I've been to Disneyland and I've been to RenFests, and the best time to be at either is before the crowds of people wearing cargo shorts and t-shirts arrive and you aren't dodging strollers.  It's when there's a ratio of visitors to employees even enough that a visitor can stumble upon clusters of characters in costume and with the energy to stay in character.  What is not immersive is the sandwich line at 3:00 PM when kids are screaming, mom is shouting at dad, and dad has gone to his mental space where he's silently tallying the cost of this whole trip and realizing: the only memories of this thing that just put them in debt for years will be bad memories.  

I've seen that look.  It's unnerving.

Until you Westworld the experience - making people put on costumes, making them role-play - it's going to be just a sort of cheesy experience of bright-eyed Floridians calling the green Jell-O on your lunch tray Dagobah Delight.  It's finding oneself, as an adult, looking out over crowds of heads and iPhones whilst someone dressed as Rey does her best Daisy Ridley for 15 minutes, absolutely not talking to you, and avoiding situations where she has to go off script.

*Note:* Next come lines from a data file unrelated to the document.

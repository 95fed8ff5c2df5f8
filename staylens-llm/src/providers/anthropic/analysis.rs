//! Anthropic (Claude) analysis provider

use super::client::AnthropicClient;
use super::types::{ContentBlock, Message, MessageRequest, MessageResponse};
use crate::normalize::parse_analysis;
use crate::prompt::build_prompt;
use crate::providers::invalid_response;
use crate::AnalysisProvider;
use async_trait::async_trait;
use staylens_core::{Analysis, AnalysisBatch, ListingId, StaylensResult};

/// Listing analysis backed by a Claude model.
pub struct AnthropicAnalysisProvider {
    client: AnthropicClient,
    model: String,
    max_tokens: u32,
}

impl AnthropicAnalysisProvider {
    /// # Arguments
    /// * `client` - configured API client
    /// * `model` - Model name (e.g., "claude-3-5-haiku-20241022")
    pub fn new(client: AnthropicClient, model: impl Into<String>) -> Self {
        Self {
            client,
            model: model.into(),
            max_tokens: 1_500,
        }
    }

    pub fn with_max_tokens(mut self, max_tokens: u32) -> Self {
        self.max_tokens = max_tokens;
        self
    }

    fn build_request(&self, listing_id: &ListingId, batch: &AnalysisBatch) -> MessageRequest {
        let prompt = build_prompt(listing_id, batch);
        MessageRequest {
            model: self.model.clone(),
            system: Some(prompt.system),
            messages: vec![Message {
                role: "user".to_string(),
                content: prompt.user,
            }],
            max_tokens: self.max_tokens,
            temperature: Some(0.2),
        }
    }

    /// Concatenate the text blocks of a reply.
    fn extract_text(content: Vec<ContentBlock>) -> String {
        content
            .into_iter()
            .filter_map(|block| match block {
                ContentBlock::Text { text } => Some(text),
                ContentBlock::Other => None,
            })
            .collect::<Vec<_>>()
            .join("\n")
    }
}

#[async_trait]
impl AnalysisProvider for AnthropicAnalysisProvider {
    fn name(&self) -> &str {
        "anthropic"
    }

    async fn analyze(&self, listing_id: &ListingId, batch: &AnalysisBatch) -> StaylensResult<Analysis> {
        let request = self.build_request(listing_id, batch);
        let response: MessageResponse = self.client.request("messages", &request).await?;

        let text = Self::extract_text(response.content);
        if text.trim().is_empty() {
            return Err(invalid_response(self.name(), "response has no text content"));
        }
        Ok(parse_analysis(self.name(), &text)?)
    }
}

impl std::fmt::Debug for AnthropicAnalysisProvider {
    fn fmt(&self, f: &mut std::fmt::Formatter<'_>) -> std::fmt::Result {
        f.debug_struct("AnthropicAnalysisProvider")
            .field("model", &self.model)
            .finish()
    }
}
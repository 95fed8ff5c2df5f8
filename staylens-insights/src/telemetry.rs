//! Tracing subscriber setup for the CLI.

use staylens_core::{ConfigError, StaylensResult};
use tracing_subscriber::{layer::SubscriberExt, util::SubscriberInitExt, EnvFilter};

/// Default filter when `RUST_LOG` is unset.
pub const DEFAULT_FILTER: &str = "staylens=info,staylens_insights=info,warn";

/// Log output format.
#[derive(Debug, Clone, Copy, PartialEq, Eq)]
pub enum LogFormat {
    /// Human-readable lines on stderr.
    Pretty,
    /// One JSON object per event.
    Json,
}

/// Logging configuration from environment variables.
#[derive(Debug, Clone)]
pub struct TelemetryConfig {
    pub format: LogFormat,
    /// Filter used when `RUST_LOG` is unset.
    pub default_filter: String,
}

impl Default for TelemetryConfig {
    fn default() -> Self {
        Self {
            format: LogFormat::Pretty,
            default_filter: DEFAULT_FILTER.to_string(),
        }
    }
}

impl TelemetryConfig {
    /// Read `STAYLENS_LOG_FORMAT` (`json` or `pretty`).
    pub fn from_env() -> StaylensResult<Self> {
        Self::from_lookup(|key| std::env::var(key).ok())
    }

    pub fn from_lookup<F>(lookup: F) -> StaylensResult<Self>
    where
        F: Fn(&str) -> Option<String>,
    {
        let format = match lookup("STAYLENS_LOG_FORMAT").as_deref().map(str::trim) {
            None | Some("") | Some("pretty") => LogFormat::Pretty,
            Some("json") => LogFormat::Json,
            Some(other) => {
                return Err(ConfigError::InvalidValue {
                    field: "STAYLENS_LOG_FORMAT".to_string(),
                    value: other.to_string(),
                    reason: "expected 'json' or 'pretty'".to_string(),
                }
                .into())
            }
        };
        Ok(Self {
            format,
            ..Self::default()
        })
    }
}

/// Install the global subscriber. Call once, before any logging.
///
/// Logs go to stderr so stdout carries only command output.
pub fn init_tracing(config: &TelemetryConfig) -> StaylensResult<()> {
    let env_filter = EnvFilter::try_from_default_env()
        .unwrap_or_else(|_| EnvFilter::new(&config.default_filter));

    let registry = tracing_subscriber::registry().with(env_filter);
    let result = match config.format {
        LogFormat::Json => registry
            .with(tracing_subscriber::fmt::layer().json().with_writer(std::io::stderr))
            .try_init(),
        LogFormat::Pretty => registry
            .with(tracing_subscriber::fmt::layer().with_writer(std::io::stderr))
            .try_init(),
    };
    result.map_err(|e| {
        ConfigError::InvalidValue {
            field: "RUST_LOG".to_string(),
            value: config.default_filter.clone(),
            reason: format!("failed to install subscriber: {}", e),
        }
        .into()
    })
}
//! OpenAI API request and response types

use serde::{Deserialize, Serialize};

// ============================================================================
// CHAT COMPLETION TYPES
// ============================================================================

#[derive(Debug, Clone, Serialize)]
pub struct CompletionRequest {
    pub model: String,
    pub messages: Vec<Message>,
    #[serde(skip_serializing_if = "Option::is_none")]
    pub max_tokens: Option<u32>,
    #[serde(skip_serializing_if = "Option::is_none")]
    pub temperature: Option<f32>,
    #[serde(skip_serializing_if = "Option::is_none")]
    pub response_format: Option<ResponseFormat>,
}

#[derive(Debug, Clone, Serialize, Deserialize)]
pub struct Message {
    pub role: String,
    #[serde(default)]
    pub content: Option<String>,
}

impl Message {
    pub fn system(content: impl Into<String>) -> Self {
        Self {
            role: "system".to_string(),
            content: Some(content.into()),
        }
    }

    pub fn user(content: impl Into<String>) -> Self {
        Self {
            role: "user".to_string(),
            content: Some(content.into()),
        }
    }
}

/// `{"type": "json_object"}` asks the model for a single JSON object.
#[derive(Debug, Clone, Serialize)]
pub struct ResponseFormat {
    pub r#type: String,
}

impl ResponseFormat {
    pub fn json_object() -> Self {
        Self {
            r#type: "json_object".to_string(),
        }
    }
}

#[derive(Debug, Clone, Deserialize)]
pub struct CompletionResponse {
    pub choices: Vec<Choice>,
    #[serde(default)]
    pub usage: Option<Usage>,
}

#[derive(Debug, Clone, Deserialize)]
pub struct Choice {
    pub message: Message,
    #[serde(default)]
    pub finish_reason: Option<String>,
}

// ============================================================================
// SHARED TYPES
// ============================================================================

#[derive(Debug, Clone, Deserialize)]
pub struct Usage {
    pub prompt_tokens: i64,
    pub completion_tokens: Option<i64>,
    pub total_tokens: i64,
}

#[derive(Debug, Clone, Deserialize)]
pub struct ApiError {
    pub error: ErrorDetail,
}

#[derive(Debug, Clone, Deserialize)]
pub struct ErrorDetail {
    pub message: String,
    #[serde(default)]
    pub r#type: Option<String>,
    #[serde(default)]
    pub code: Option<String>,
}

I could not imagine how it was going to work that Disney was going to keep up the illusion of fun and fantasy in, essentially, what they were selling as an open environment.  It could only work keeping guests on narrow paths which accommodated a specific storyline where free will does not exist.  

You may have wanted to role-play as a spacefaring arms dealer, but *no one cares*.  You are there witnessing bits of a script play out in easy, pluggable moments anyone can do.  Because a 9 year old needs to participate, too.  (spoiler: Disney went for the narrow narrative lanes approach.)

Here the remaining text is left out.